Esa noche no volvió a casa con las manos vacías pues en la ventanilla le habían dado $500. “Yo lloraba como un niño porque no tenía nada”, recuerda.
Los dos años siguientes fueron tan difíciles que su mamá vino a cuidarlo pues no podía dormir bien, tenía pesadillas en las que siempre estaba en los elevadores. “Tal vez porque siempre corría para llegar a un elevador y me bajaba en el piso 77 para tomar otro elevador expreso hasta el piso 107”, dice Carlos, quien tardó diez años para regresar al lugar donde se encontraban las torres.
Regresó años después, cuando abrieron One World Observatory, y pese a estar con amigos la sensación de tristeza volvió.
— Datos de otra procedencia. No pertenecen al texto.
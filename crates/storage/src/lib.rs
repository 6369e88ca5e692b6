#![forbid(unsafe_code)]

pub mod repository;
pub mod sqlite;

pub use repository::{InMemoryStore, KeyValueStore, ScoreRepository, Storage, StorageError};
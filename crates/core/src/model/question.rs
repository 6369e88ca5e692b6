use serde::Serialize;

use crate::model::Subject;

/// A single arithmetic problem and its expected answer.
#[derive(Debug, Clone, PartialEq, Eq, Serialize)]
pub struct Question {
    subject: Subject,
    lhs: i32,
    rhs: i32,
    prompt: String,
    answer: i32,
}

impl Question {
    #[must_use]
    pub fn new(subject: Subject, lhs: i32, rhs: i32) -> Self {
        Self {
            subject,
            lhs,
            rhs,
            prompt: format!("{lhs} {} {rhs}", subject.symbol()),
            answer: subject.apply(lhs, rhs),
        }
    }

    #[must_use]
    pub fn subject(&self) -> Subject {
        self.subject
    }

    #[must_use]
    pub fn operands(&self) -> (i32, i32) {
        (self.lhs, self.rhs)
    }

    #[must_use]
    pub fn prompt(&self) -> &str {
        &self.prompt
    }

    #[must_use]
    pub fn answer(&self) -> i32 {
        self.answer
    }

    #[must_use]
    pub fn is_correct(&self, selected: i32) -> bool {
        selected == self.answer
    }
}

#[cfg(test)]
mod tests {
    use super::*;

    #[test]
    fn builds_prompt_from_operator() {
        let q = Question::new(Subject::Multiplication, 3, 4);
        assert_eq!(q.prompt(), "3 × 4");
        assert_eq!(q.answer(), 12);

        let q = Question::new(Subject::Subtraction, 10, 4);
        assert_eq!(q.prompt(), "10 - 4");
        assert!(q.is_correct(6));
        assert!(!q.is_correct(14));
    }
}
Mientras otros visitantes se retrataban en el mirador y disfrutaban la vista, él y sus amigos lloraban.
Actualmente Carlos trabaja cerca de Columbus Circle, aunque no de chef, pues nunca más volvió a estos menesteres. Se le ve feliz pese a haber perdido tanto en tan poco tiempo, pero es justamente el tiempo el que ha curado sus recuerdos tristes. Su historia es una de las miles que empezaron aquella trágica mañana cuando el mundo fue testigo de escenas de horror que parecen escapadas del más absurdo cine apocalíptico.